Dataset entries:

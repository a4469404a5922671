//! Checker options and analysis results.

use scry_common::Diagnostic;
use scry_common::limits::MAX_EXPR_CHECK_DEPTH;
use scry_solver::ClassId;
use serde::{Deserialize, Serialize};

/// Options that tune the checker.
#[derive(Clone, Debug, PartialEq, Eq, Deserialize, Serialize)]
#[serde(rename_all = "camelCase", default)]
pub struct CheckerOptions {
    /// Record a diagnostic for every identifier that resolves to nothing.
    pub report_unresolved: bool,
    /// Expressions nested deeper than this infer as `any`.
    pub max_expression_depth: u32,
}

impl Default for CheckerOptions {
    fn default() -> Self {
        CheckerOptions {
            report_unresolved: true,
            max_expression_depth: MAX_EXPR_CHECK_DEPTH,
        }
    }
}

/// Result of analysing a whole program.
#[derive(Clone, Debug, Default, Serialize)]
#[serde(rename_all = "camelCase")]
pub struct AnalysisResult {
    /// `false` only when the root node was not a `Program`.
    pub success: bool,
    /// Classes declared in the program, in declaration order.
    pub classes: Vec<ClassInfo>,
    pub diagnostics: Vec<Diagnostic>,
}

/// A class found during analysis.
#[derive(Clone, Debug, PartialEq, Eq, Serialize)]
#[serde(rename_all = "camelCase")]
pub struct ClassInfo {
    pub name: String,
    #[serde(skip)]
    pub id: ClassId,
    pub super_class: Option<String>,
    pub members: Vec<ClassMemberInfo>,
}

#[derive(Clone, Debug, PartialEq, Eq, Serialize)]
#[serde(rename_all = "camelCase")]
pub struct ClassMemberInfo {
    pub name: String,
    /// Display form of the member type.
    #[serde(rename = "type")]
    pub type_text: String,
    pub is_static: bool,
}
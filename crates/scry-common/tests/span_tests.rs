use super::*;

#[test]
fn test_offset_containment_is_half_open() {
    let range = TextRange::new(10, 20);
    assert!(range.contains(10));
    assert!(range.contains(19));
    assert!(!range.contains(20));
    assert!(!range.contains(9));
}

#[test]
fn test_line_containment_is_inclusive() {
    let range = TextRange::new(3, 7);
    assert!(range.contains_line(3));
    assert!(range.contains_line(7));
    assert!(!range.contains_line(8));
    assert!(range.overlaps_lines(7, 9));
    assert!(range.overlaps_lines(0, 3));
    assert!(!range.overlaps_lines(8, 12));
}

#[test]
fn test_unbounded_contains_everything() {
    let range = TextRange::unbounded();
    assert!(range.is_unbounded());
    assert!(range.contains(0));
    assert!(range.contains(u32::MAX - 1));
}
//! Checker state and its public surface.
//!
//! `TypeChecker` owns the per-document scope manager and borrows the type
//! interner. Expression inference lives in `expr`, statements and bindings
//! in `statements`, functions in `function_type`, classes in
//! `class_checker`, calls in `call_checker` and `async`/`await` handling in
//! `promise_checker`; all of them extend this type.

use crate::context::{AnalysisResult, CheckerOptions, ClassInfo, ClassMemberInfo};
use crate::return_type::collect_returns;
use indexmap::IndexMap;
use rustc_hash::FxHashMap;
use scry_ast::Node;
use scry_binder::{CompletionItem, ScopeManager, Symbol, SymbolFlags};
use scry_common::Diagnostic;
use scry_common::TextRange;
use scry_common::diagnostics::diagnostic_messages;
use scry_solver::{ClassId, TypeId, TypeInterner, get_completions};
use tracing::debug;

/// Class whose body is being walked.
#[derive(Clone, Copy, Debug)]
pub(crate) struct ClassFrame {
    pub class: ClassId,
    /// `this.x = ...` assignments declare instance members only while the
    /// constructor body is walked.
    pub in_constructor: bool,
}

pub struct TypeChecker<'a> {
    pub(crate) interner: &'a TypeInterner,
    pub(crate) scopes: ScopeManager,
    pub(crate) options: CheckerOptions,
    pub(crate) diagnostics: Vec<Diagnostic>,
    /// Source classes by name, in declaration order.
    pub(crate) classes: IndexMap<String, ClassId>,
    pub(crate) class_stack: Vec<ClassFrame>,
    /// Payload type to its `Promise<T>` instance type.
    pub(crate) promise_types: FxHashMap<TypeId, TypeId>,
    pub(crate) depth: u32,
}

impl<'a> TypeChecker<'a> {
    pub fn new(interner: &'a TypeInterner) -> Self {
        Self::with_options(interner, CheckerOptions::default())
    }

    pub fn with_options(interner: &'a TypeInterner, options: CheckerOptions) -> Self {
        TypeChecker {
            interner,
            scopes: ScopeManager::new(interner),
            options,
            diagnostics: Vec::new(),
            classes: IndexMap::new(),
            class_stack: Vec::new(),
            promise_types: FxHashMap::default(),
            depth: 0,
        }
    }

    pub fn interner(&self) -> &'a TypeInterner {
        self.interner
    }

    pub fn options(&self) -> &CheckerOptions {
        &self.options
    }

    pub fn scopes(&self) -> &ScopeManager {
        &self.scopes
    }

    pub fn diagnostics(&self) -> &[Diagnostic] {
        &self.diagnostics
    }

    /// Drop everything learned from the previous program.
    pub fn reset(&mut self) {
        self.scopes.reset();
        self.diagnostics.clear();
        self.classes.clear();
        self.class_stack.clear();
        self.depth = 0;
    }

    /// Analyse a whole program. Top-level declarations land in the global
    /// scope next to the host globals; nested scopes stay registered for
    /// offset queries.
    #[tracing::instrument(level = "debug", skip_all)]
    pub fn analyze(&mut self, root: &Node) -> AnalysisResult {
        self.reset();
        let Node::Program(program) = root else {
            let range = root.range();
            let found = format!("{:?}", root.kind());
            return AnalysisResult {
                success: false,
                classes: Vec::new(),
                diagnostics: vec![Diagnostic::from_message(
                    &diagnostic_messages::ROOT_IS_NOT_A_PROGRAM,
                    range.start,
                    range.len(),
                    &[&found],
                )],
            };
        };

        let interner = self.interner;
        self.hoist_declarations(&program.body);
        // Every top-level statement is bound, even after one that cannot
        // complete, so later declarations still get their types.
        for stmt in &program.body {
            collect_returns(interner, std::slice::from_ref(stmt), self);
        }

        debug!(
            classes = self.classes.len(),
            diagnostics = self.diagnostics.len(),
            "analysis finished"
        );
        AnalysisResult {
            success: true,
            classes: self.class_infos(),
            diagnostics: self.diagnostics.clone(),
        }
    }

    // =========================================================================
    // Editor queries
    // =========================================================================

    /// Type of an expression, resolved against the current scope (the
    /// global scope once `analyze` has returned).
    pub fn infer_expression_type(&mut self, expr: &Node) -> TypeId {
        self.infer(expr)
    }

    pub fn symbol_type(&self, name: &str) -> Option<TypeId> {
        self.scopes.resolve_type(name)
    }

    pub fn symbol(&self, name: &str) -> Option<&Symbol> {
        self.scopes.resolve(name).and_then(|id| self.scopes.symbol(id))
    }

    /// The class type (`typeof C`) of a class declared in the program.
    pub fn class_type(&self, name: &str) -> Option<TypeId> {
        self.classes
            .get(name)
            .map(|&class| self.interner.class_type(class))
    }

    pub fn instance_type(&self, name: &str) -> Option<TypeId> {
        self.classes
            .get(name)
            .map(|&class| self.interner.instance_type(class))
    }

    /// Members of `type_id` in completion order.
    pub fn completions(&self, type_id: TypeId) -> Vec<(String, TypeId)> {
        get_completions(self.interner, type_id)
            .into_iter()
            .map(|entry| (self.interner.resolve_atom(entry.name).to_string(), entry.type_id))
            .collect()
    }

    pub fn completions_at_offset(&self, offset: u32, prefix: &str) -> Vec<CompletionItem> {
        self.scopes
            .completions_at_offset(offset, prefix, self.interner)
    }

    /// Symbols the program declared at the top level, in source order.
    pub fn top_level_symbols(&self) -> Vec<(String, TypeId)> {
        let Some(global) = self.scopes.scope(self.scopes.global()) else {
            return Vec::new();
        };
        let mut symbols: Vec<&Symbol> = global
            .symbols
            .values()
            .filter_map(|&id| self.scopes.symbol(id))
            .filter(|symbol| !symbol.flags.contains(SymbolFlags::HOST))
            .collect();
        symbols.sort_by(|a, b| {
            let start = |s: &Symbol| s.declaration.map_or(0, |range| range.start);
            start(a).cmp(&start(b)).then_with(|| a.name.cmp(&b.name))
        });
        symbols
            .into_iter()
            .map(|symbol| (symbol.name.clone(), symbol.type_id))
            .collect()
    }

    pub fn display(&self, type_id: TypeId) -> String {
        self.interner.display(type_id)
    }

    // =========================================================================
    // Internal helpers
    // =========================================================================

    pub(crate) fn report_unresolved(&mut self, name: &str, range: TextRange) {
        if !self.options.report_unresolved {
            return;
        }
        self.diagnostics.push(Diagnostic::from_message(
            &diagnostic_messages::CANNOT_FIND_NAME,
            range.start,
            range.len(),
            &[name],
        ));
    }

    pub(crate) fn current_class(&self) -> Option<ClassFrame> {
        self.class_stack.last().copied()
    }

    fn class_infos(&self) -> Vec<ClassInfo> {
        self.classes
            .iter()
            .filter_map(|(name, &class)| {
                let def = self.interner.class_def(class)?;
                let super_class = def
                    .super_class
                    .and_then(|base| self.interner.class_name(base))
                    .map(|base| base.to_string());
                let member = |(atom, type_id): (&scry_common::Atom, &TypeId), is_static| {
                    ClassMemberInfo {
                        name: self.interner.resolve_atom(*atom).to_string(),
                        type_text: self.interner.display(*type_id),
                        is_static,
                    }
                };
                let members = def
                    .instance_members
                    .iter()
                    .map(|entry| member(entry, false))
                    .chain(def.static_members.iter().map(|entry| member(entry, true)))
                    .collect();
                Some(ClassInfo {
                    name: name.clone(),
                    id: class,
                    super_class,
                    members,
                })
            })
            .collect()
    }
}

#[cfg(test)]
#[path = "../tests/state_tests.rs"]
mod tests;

▶ _Directions for this task_
From the records above, quote only the lines running from the line with "self.diagnostics.clear();" to the line with "pub fn analyze(&mut", both lines included.

▶ _Exercise solution_
        self.diagnostics.clear();
        self.classes.clear();
        self.class_stack.clear();
        self.depth = 0;
    }

    /// Analyse a whole program. Top-level declarations land in the global
    /// scope next to the host globals; nested scopes stay registered for
    /// offset queries.
    #[tracing::instrument(level = "debug", skip_all)]
    pub fn analyze(&mut self, root: &Node) -> AnalysisResult {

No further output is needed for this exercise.